An example of a combination structure is Vlov Inc (OTCPK:VLOV); The FIE is Dong Rong Company (in China) and the VIE is Jinjiang Yinglin Jinduren Fashion which currently conducts all operations. The equity owners of Yinglin Jinduren intend to transfer all of the business operations currently conducted by Yinglin Jinduren to China Dong Rong sometime in 2010). No DES exists in this example.

Those who use SAIC documents to insinuate fraud must have a very good grip on company structure. They must be certain that the SAIC filings of the PRC companies are those of the FIE and represent the majority of business for the holding company. For example, in some cases the FIE has limited operations with most of the revenues derived from companies in which it holds ownership interests as in DES structures or contractual arrangements as in VIE structures.

Please note that Joint Venture relationships can also exist in China.

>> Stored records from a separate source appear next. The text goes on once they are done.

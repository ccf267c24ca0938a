//! `corrtrack` command-line entry point.
//!
//! # Responsibility
//! - Parse arguments, open the tracker database, dispatch to core services.
//! - Keep all business rules in `corrtrack_core`; this binary only prints.

mod render;

use anyhow::{Context, Result};
use clap::{Parser, Subcommand};
use corrtrack_core::db::open_db;
use corrtrack_core::{
    default_log_level, init_logging, parse_range_end, parse_timestamp, ActiveViewQuery,
    ContactDirectory, ContactUpdate, CorrespondenceLog, DateRange, Direction, EntryListQuery,
    InsightConfig, InsightEngine, LogEntryRequest, NewContact, ReminderEngine, ReminderQuery,
    SqliteContactRepository, SqliteEntryRepository, Timestamp,
};
use log::info;
use rusqlite::Connection;
use std::path::PathBuf;

const DATA_DIR_NAME: &str = ".correspondence_tracker";
const DB_FILE_NAME: &str = "tracker.db";

#[derive(Parser)]
#[command(
    name = "corrtrack",
    version,
    about = "Personal correspondence tracker: contacts, letters, follow-ups"
)]
struct Cli {
    /// Path to the SQLite database [default: ~/.correspondence_tracker/tracker.db]
    #[arg(long, global = true, env = "CORRTRACK_DB")]
    db: Option<PathBuf>,

    /// Directory for rolling log files [default: ~/.correspondence_tracker/logs]
    #[arg(long, global = true, env = "CORRTRACK_LOG_DIR")]
    log_dir: Option<PathBuf>,

    /// trace|debug|info|warn|error
    #[arg(long, global = true, env = "CORRTRACK_LOG_LEVEL")]
    log_level: Option<String>,

    #[command(subcommand)]
    command: Commands,
}

#[derive(Subcommand)]
enum Commands {
    /// Create a new contact
    AddContact {
        name: String,
        #[arg(long)]
        email: Option<String>,
        #[arg(long)]
        phone: Option<String>,
        /// email, letter, phone, ...
        #[arg(long)]
        preferred_channel: Option<String>,
        #[arg(long)]
        notes: Option<String>,
    },

    /// List all contacts
    ListContacts,

    /// Show one contact
    ShowContact { contact_id: i64 },

    /// Replace email/phone/channel/notes on a contact (empty value clears)
    UpdateContact {
        contact_id: i64,
        #[arg(long)]
        email: Option<String>,
        #[arg(long)]
        phone: Option<String>,
        #[arg(long)]
        preferred_channel: Option<String>,
        #[arg(long)]
        notes: Option<String>,
    },

    /// Log an incoming or outgoing message
    Log {
        contact_id: i64,
        /// incoming|outgoing
        direction: String,
        /// When it was sent, YYYY-MM-DDTHH:MM:SS
        sent_at: String,
        #[arg(long)]
        medium: Option<String>,
        #[arg(long)]
        subject: Option<String>,
        #[arg(long)]
        body: Option<String>,
        /// Comma-separated labels
        #[arg(long, value_delimiter = ',')]
        tags: Vec<String>,
        /// Follow-up due date, YYYY-MM-DDTHH:MM:SS
        #[arg(long)]
        follow_up: Option<String>,
        #[arg(long)]
        sentiment: Option<String>,
        #[arg(long)]
        topic: Option<String>,
        /// Response status [default: pending]
        #[arg(long)]
        status: Option<String>,
    },

    /// Show correspondence history, newest first
    History {
        #[arg(long)]
        contact_id: Option<i64>,
        /// incoming|outgoing
        #[arg(long)]
        direction: Option<String>,
        /// Inclusive lower bound on sent time
        #[arg(long)]
        since: Option<String>,
        /// Inclusive upper bound on sent time; a bare date includes that whole day
        #[arg(long)]
        until: Option<String>,
    },

    /// Correct the response status of a logged entry
    SetStatus { entry_id: i64, status: String },

    /// Show follow-ups, most urgent first
    Reminders {
        /// Only show follow-ups past their due date
        #[arg(long)]
        overdue_only: bool,
    },

    /// Summarize a relationship
    Insights {
        contact_id: i64,
        #[command(flatten)]
        tuning: InsightArgs,
    },

    /// List contacts by recency of correspondence
    Active {
        /// Recency window in days
        #[arg(long, default_value_t = 30, value_parser = clap::value_parser!(i64).range(0..))]
        within_days: i64,
        #[command(flatten)]
        tuning: InsightArgs,
    },
}

impl Commands {
    fn name(&self) -> &'static str {
        match self {
            Self::AddContact { .. } => "add-contact",
            Self::ListContacts => "list-contacts",
            Self::ShowContact { .. } => "show-contact",
            Self::UpdateContact { .. } => "update-contact",
            Self::Log { .. } => "log",
            Self::History { .. } => "history",
            Self::SetStatus { .. } => "set-status",
            Self::Reminders { .. } => "reminders",
            Self::Insights { .. } => "insights",
            Self::Active { .. } => "active",
        }
    }
}

#[derive(clap::Args)]
struct InsightArgs {
    /// Suggest reaching out after this many days of silence
    #[arg(
        long,
        default_value_t = InsightConfig::default().stale_after_days,
        value_parser = clap::value_parser!(i64).range(0..)
    )]
    stale_days: i64,
    /// Cadence used for the suggested follow-up date
    #[arg(
        long,
        default_value_t = InsightConfig::default().follow_up_cadence_days,
        value_parser = clap::value_parser!(i64).range(0..)
    )]
    cadence_days: i64,
}

impl From<InsightArgs> for InsightConfig {
    fn from(args: InsightArgs) -> Self {
        Self {
            stale_after_days: args.stale_days,
            follow_up_cadence_days: args.cadence_days,
        }
    }
}

fn data_dir() -> Option<PathBuf> {
    dirs::home_dir().map(|home| home.join(DATA_DIR_NAME))
}

fn default_db_path() -> PathBuf {
    data_dir()
        .map(|dir| dir.join(DB_FILE_NAME))
        .unwrap_or_else(|| PathBuf::from(DB_FILE_NAME))
}

fn setup_logging(cli: &Cli) {
    let Some(log_dir) = cli
        .log_dir
        .clone()
        .or_else(|| data_dir().map(|dir| dir.join("logs")))
    else {
        return;
    };
    let level = cli.log_level.as_deref().unwrap_or(default_log_level());
    if let Err(err) = init_logging(level, &log_dir) {
        eprintln!("warning: logging disabled: {err}");
    }
}

fn now() -> Timestamp {
    chrono::Local::now().naive_local()
}

fn main() -> Result<()> {
    let cli = Cli::parse();
    setup_logging(&cli);

    let db_path = cli.db.clone().unwrap_or_else(default_db_path);
    let conn = open_db(&db_path)
        .with_context(|| format!("failed to open database `{}`", db_path.display()))?;

    run(cli.command, &conn)
}

fn run(command: Commands, conn: &Connection) -> Result<()> {
    let contacts = SqliteContactRepository::new(conn);
    let entries = SqliteEntryRepository::new(conn);
    info!("event=cli_dispatch module=cli status=start command={}", command.name());

    match command {
        Commands::AddContact {
            name,
            email,
            phone,
            preferred_channel,
            notes,
        } => {
            let contact = ContactDirectory::new(contacts).add_contact(NewContact {
                name,
                email,
                phone,
                preferred_channel,
                notes,
            })?;
            println!("Contact created with id {}", contact.id);
        }
        Commands::ListContacts => {
            let listed = ContactDirectory::new(contacts).list_contacts()?;
            if listed.is_empty() {
                println!("No contacts yet.");
            }
            for contact in &listed {
                render::print_contact(contact);
            }
        }
        Commands::ShowContact { contact_id } => {
            let contact = ContactDirectory::new(contacts).get_contact(contact_id)?;
            render::print_contact(&contact);
        }
        Commands::UpdateContact {
            contact_id,
            email,
            phone,
            preferred_channel,
            notes,
        } => {
            let update = ContactUpdate {
                email,
                phone,
                preferred_channel,
                notes,
            };
            let contact = ContactDirectory::new(contacts).update_contact(contact_id, &update)?;
            render::print_contact(&contact);
        }
        Commands::Log {
            contact_id,
            direction,
            sent_at,
            medium,
            subject,
            body,
            tags,
            follow_up,
            sentiment,
            topic,
            status,
        } => {
            let request = LogEntryRequest {
                contact_id,
                direction,
                timestamp: sent_at,
                medium,
                subject,
                body,
                tags,
                follow_up_date: follow_up,
                sentiment,
                related_topic: topic,
                response_status: status,
            };
            let entry = CorrespondenceLog::new(entries).log_entry(&request)?;
            println!("Correspondence logged with id {}", entry.id);
        }
        Commands::History {
            contact_id,
            direction,
            since,
            until,
        } => {
            let query = history_query(contact_id, direction, since, until)?;
            let listed = CorrespondenceLog::new(entries).list_entries(&query)?;
            if listed.is_empty() {
                println!("No correspondence recorded.");
            }
            for entry in &listed {
                render::print_entry(entry);
            }
        }
        Commands::SetStatus { entry_id, status } => {
            let entry = CorrespondenceLog::new(entries).update_response_status(entry_id, &status)?;
            println!("Entry #{} status set to {}", entry.id, entry.response_status);
        }
        Commands::Reminders { overdue_only } => {
            let query = ReminderQuery { overdue_only };
            let reminders = ReminderEngine::new(contacts, entries).reminders(now(), &query)?;
            if reminders.is_empty() {
                println!("No follow-ups.");
            }
            for reminder in &reminders {
                render::print_reminder(reminder);
            }
        }
        Commands::Insights { contact_id, tuning } => {
            let engine = InsightEngine::new(contacts, entries, tuning.into());
            let insight = engine.insights(contact_id, now())?;
            render::print_insight(&insight);
        }
        Commands::Active {
            within_days,
            tuning,
        } => {
            let engine = InsightEngine::new(contacts, entries, tuning.into());
            let query = ActiveViewQuery {
                within_days: Some(within_days),
            };
            let view = engine.active_view(now(), &query)?;
            render::print_active_view(&view, within_days);
        }
    }

    Ok(())
}

fn history_query(
    contact_id: Option<i64>,
    direction: Option<String>,
    since: Option<String>,
    until: Option<String>,
) -> Result<EntryListQuery> {
    let direction = direction
        .as_deref()
        .map(str::parse::<Direction>)
        .transpose()?;
    let since = since.as_deref().map(parse_timestamp).transpose()?;
    let until = until.as_deref().map(parse_range_end).transpose()?;
    let date_range = if since.is_some() || until.is_some() {
        Some(DateRange::new(since, until)?)
    } else {
        None
    };

    Ok(EntryListQuery {
        contact_id,
        direction,
        date_range,
    })
}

Sino-Foreign Cooperative Joint Venture, or CJV:

A CJV is a joint venture between a Chinese and a foreign company within the territory of China. The Chinese company usually provides the labour, land use rights and factory buildings, while the foreign company brings in the necessary technology and key equipment, as well as the capital. This joint venture is based on a cooperative joint venture contract in which matters like the terms of cooperation, the division of earnings, the ownership of property upon the termination of the contract term of the CJV, the sharing of risks and losses, etc are laid down.

Sino-Foreign Equity Joint Venture, or EJV:

This type of foreign investment is currently still the most widely used in China, even though Wholly-Foreign Owned Enterprises are developing strongly. It is a limited liability company (This means that the investor or partner is not personally liable for the debts that the company might make in the future) and it has the status of Chinese legal person. This is a crucial difference with a RO because unlike the latter, a Sino-Foreign Equity Joint Venture is capable of buying land, hiring Chinese employees independently, constructing buildings, etc. An EJV is a joint venture between a Chinese and a foreign company within the territory of China. Both companies invest in the joint venture with the foreign company, in general, not investing less than 25% of the total investment.

The SAIC requires audited financial statements for both of these joint venture relationships.